EXTRACTED DATA Start Marker

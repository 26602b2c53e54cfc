//! Convenient re-exports of commonly used types.
//!
//! The prelude can be imported with:
//! ```
//! use archstore::prelude::*;
//! ```

pub use crate::component::{Component, ComponentSet};
pub use crate::config::StoreConfig;
pub use crate::debug::WorldInspector;
pub use crate::entity::{Entity, EntityRef};
pub use crate::error::{EcsError, Result};
pub use crate::observer::{ObserverId, ObserverKind};
pub use crate::query::{Query, QueryKey};
pub use crate::schedule::Stage;
pub use crate::shared::SharedWorld;
pub use crate::world::{ClearReport, Persistent, World};
// Copyright 2024 Saptak Santra
//
// Licensed under the Apache License, Version 2.0 (the "License");
// you may not use this file except in compliance with the License.
// You may obtain a copy of the License at
//
//     http://www.apache.org/licenses/LICENSE-2.0
//
// Unless required by applicable law or agreed to in writing, software
// distributed under the License is distributed on an "AS IS" BASIS,
// WITHOUT WARRANTIES OR CONDITIONS OF ANY KIND, either express or implied.
// See the License for the specific language governing permissions and
// limitations under the License.

//! Lookup tables from components and signatures to archetypes

use ahash::AHashMap;

use crate::archetype::{Archetype, ArchetypeId, ArchetypeSignature};
use crate::component::ComponentId;

/// One archetype containing a given component, and the column it lives in
#[derive(Debug, Clone, Copy, PartialEq, Eq)]
pub struct ArchetypeRecord {
    pub archetype: ArchetypeId,
    /// `None` for tag components
    pub column: Option<usize>,
}

/// Component -> every archetype that contains it, in creation order
#[derive(Debug, Default)]
pub struct ComponentIndex {
    records: AHashMap<ComponentId, Vec<ArchetypeRecord>>,
    columns: AHashMap<(ComponentId, ArchetypeId), Option<usize>>,
}

impl ComponentIndex {
    pub fn new() -> Self {
        Self::default()
    }

    /// Register every component of a freshly created archetype
    pub fn insert_archetype(&mut self, archetype: &Archetype) {
        for &id in archetype.signature() {
            let column = archetype.column_index(id);
            self.records.entry(id).or_default().push(ArchetypeRecord {
                archetype: archetype.id(),
                column,
            });
            self.columns.insert((id, archetype.id()), column);
        }
    }

    /// Archetypes containing `id`, oldest first
    pub fn archetypes_with(&self, id: ComponentId) -> &[ArchetypeRecord] {
        self.records.get(&id).map_or(&[], Vec::as_slice)
    }

    /// Number of archetypes containing `id`
    pub fn count(&self, id: ComponentId) -> usize {
        self.records.get(&id).map_or(0, Vec::len)
    }

    /// Column position of `id` inside `archetype`.
    /// Outer `None` means the archetype lacks the component.
    pub fn column_of(&self, id: ComponentId, archetype: ArchetypeId) -> Option<Option<usize>> {
        self.columns.get(&(id, archetype)).copied()
    }

    pub fn len(&self) -> usize {
        self.records.len()
    }

    pub fn is_empty(&self) -> bool {
        self.records.is_empty()
    }
}

/// Canonical signature -> archetype. Never holds two equal signatures.
#[derive(Debug, Default)]
pub struct ArchetypeIndex {
    by_signature: AHashMap<ArchetypeSignature, ArchetypeId>,
}

impl ArchetypeIndex {
    pub fn new() -> Self {
        Self::default()
    }

    pub fn get(&self, signature: &[ComponentId]) -> Option<ArchetypeId> {
        self.by_signature.get(signature).copied()
    }

    /// Record `signature` -> `id`. Returns the previous id if the signature
    /// was already present, leaving the existing mapping untouched.
    pub fn insert(&mut self, signature: ArchetypeSignature, id: ArchetypeId) -> Option<ArchetypeId> {
        match self.by_signature.get(&signature) {
            Some(&existing) => Some(existing),
            None => {
                self.by_signature.insert(signature, id);
                None
            }
        }
    }

    pub fn len(&self) -> usize {
        self.by_signature.len()
    }

    pub fn is_empty(&self) -> bool {
        self.by_signature.is_empty()
    }
}

#[cfg(test)]
mod tests {
    use super::*;
    use crate::archetype::canonicalize;
    use crate::component::ComponentInfo;

    struct Position;
    struct Hidden;

    #[derive(Clone, Copy)]
    struct Velocity(#[allow(dead_code)] f32);

    fn archetype(id: usize, infos: &mut [ComponentInfo]) -> Archetype {
        infos.sort_by_key(ComponentInfo::id);
        let signature = canonicalize(infos.iter().map(ComponentInfo::id));
        Archetype::new(ArchetypeId::new(id), signature, infos, 2).unwrap()
    }

    #[test]
    fn test_component_index_records_columns_and_tags() {
        let mut index = ComponentIndex::new();
        let a = archetype(1, &mut [ComponentInfo::of::<Velocity>()]);
        let b = archetype(
            2,
            &mut [ComponentInfo::of::<Velocity>(), ComponentInfo::of::<Hidden>()],
        );
        index.insert_archetype(&a);
        index.insert_archetype(&b);

        let velocity = ComponentId::of::<Velocity>();
        assert_eq!(index.count(velocity), 2);
        assert_eq!(index.archetypes_with(velocity)[0].archetype, a.id());
        assert_eq!(index.column_of(velocity, b.id()), Some(Some(0)));
        assert_eq!(
            index.column_of(ComponentId::of::<Hidden>(), b.id()),
            Some(None)
        );
        assert_eq!(index.column_of(ComponentId::of::<Hidden>(), a.id()), None);
        assert!(index.archetypes_with(ComponentId::of::<Position>()).is_empty());
    }

    #[test]
    fn test_archetype_index_deduplicates() {
        let mut index = ArchetypeIndex::new();
        let sig = canonicalize([ComponentId::of::<Position>(), ComponentId::of::<Hidden>()]);
        let same = canonicalize([ComponentId::of::<Hidden>(), ComponentId::of::<Position>()]);
        assert_eq!(index.insert(sig.clone(), ArchetypeId::new(3)), None);
        assert_eq!(index.insert(same.clone(), ArchetypeId::new(4)), Some(ArchetypeId::new(3)));
        assert_eq!(index.get(&same), Some(ArchetypeId::new(3)));
        assert_eq!(index.len(), 1);
    }
}
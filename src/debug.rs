use std::fmt::Write;

use crate::archetype::ArchetypeId;
use crate::entity::Entity;
use crate::world::World;

/// World inspector for debugging
pub struct WorldInspector;

impl WorldInspector {
    /// Get total entity count
    pub fn entity_count(world: &World) -> usize {
        world.entity_count()
    }

    /// Get archetype summary
    pub fn archetype_summary(world: &World) -> Vec<ArchetypeInfo> {
        let registry = world.component_registry();
        world
            .archetypes()
            .iter()
            .map(|archetype| ArchetypeInfo {
                id: archetype.id(),
                components: archetype
                    .signature()
                    .iter()
                    .map(|&id| registry.name_of(id))
                    .collect(),
                entity_count: archetype.len(),
                column_count: archetype.columns().len(),
                capacity: archetype.capacity(),
                bytes_used: archetype.memory_used(),
            })
            .collect()
    }

    /// Totals over every archetype
    pub fn memory_stats(world: &World) -> MemoryStats {
        let mut stats = MemoryStats {
            archetypes: world.archetype_count(),
            ..MemoryStats::default()
        };
        for archetype in world.archetypes() {
            stats.entities += archetype.len();
            stats.columns += archetype.columns().len();
            stats.bytes_used += archetype.memory_used();
            stats.bytes_reserved += archetype
                .columns()
                .iter()
                .map(|column| column.capacity().saturating_mul(column.element_size()))
                .sum::<usize>();
        }
        stats
    }

    /// Multi-line human readable summary
    pub fn summary(world: &World) -> String {
        let mut out = String::new();
        let _ = writeln!(out, "=== World Summary ===");
        let _ = writeln!(out, "Entities: {}", Self::entity_count(world));
        let _ = writeln!(out, "Archetypes: {}", world.archetype_count());
        let cache = world.query_cache_stats();
        let _ = writeln!(
            out,
            "Query cache: {} entries, {} hits, {} misses, {} invalidations",
            cache.cached_queries, cache.hits, cache.misses, cache.invalidations
        );
        for info in Self::archetype_summary(world) {
            let _ = writeln!(
                out,
                "Archetype {}: {} entities, capacity {}, {} bytes [{}]",
                info.id.index(),
                info.entity_count,
                info.capacity,
                info.bytes_used,
                info.components.join(", ")
            );
        }
        out
    }

    /// Print world summary to console
    pub fn print_summary(world: &World) {
        print!("{}", Self::summary(world));
    }

    /// Print entity details
    pub fn print_entity(world: &World, entity: Entity) {
        match world.entity_record(entity) {
            Some(record) => {
                println!("=== {entity} ===");
                println!("Archetype: {}", record.archetype.index());
                println!("Row: {}", record.row);
                if let Some(archetype) = world.archetype(record.archetype) {
                    println!("Components: {} types", archetype.signature().len());
                }
            }
            None => println!("{entity} not found"),
        }
    }
}

/// Archetype information for debugging
#[derive(Clone, Debug)]
pub struct ArchetypeInfo {
    pub id: ArchetypeId,
    pub components: Vec<&'static str>,
    pub entity_count: usize,
    /// Tags have no column
    pub column_count: usize,
    pub capacity: usize,
    pub bytes_used: usize,
}

/// Whole-world memory figures
#[derive(Clone, Copy, Debug, Default, PartialEq, Eq)]
pub struct MemoryStats {
    pub archetypes: usize,
    pub entities: usize,
    pub columns: usize,
    pub bytes_used: usize,
    pub bytes_reserved: usize,
}
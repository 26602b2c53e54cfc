//! Store configuration

/// Default number of elements a freshly allocated column can hold
pub const DEFAULT_COLUMN_CAPACITY: usize = 2;

/// Default upper bound on distinct archetypes
pub const DEFAULT_MAX_ARCHETYPES: usize = 10_000;

/// Tunables for a [`World`](crate::world::World)
#[derive(Debug, Clone, Copy, PartialEq, Eq)]
pub struct StoreConfig {
    /// Element capacity of new and reset columns. Columns double from here.
    pub initial_column_capacity: usize,
    /// Creating more archetypes than this fails with `ArchetypeLimitExceeded`
    pub max_archetypes: usize,
    /// When false every query recomputes its archetype list
    pub query_cache_enabled: bool,
}

impl StoreConfig {
    pub fn new() -> Self {
        Self::default()
    }

    pub fn with_initial_column_capacity(mut self, capacity: usize) -> Self {
        // A zero capacity would never double
        self.initial_column_capacity = capacity.max(1);
        self
    }

    pub fn with_max_archetypes(mut self, max: usize) -> Self {
        self.max_archetypes = max;
        self
    }

    pub fn with_query_cache(mut self, enabled: bool) -> Self {
        self.query_cache_enabled = enabled;
        self
    }
}

impl Default for StoreConfig {
    fn default() -> Self {
        Self {
            initial_column_capacity: DEFAULT_COLUMN_CAPACITY,
            max_archetypes: DEFAULT_MAX_ARCHETYPES,
            query_cache_enabled: true,
        }
    }
}

#[cfg(test)]
mod tests {
    use super::*;

    #[test]
    fn test_builder_clamps_capacity() {
        let config = StoreConfig::new()
            .with_initial_column_capacity(0)
            .with_max_archetypes(8)
            .with_query_cache(false);
        assert_eq!(config.initial_column_capacity, 1);
        assert_eq!(config.max_archetypes, 8);
        assert!(!config.query_cache_enabled);
    }
}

EXTRACTED DATA End Marker

#### PROBLEM DETAILS
Look over the records above and copy each line that includes the string "this".

#### THE COMPLETED TASK
// you may not use this file except in compliance with the License.
    /// Creating more archetypes than this fails with `ArchetypeLimitExceeded`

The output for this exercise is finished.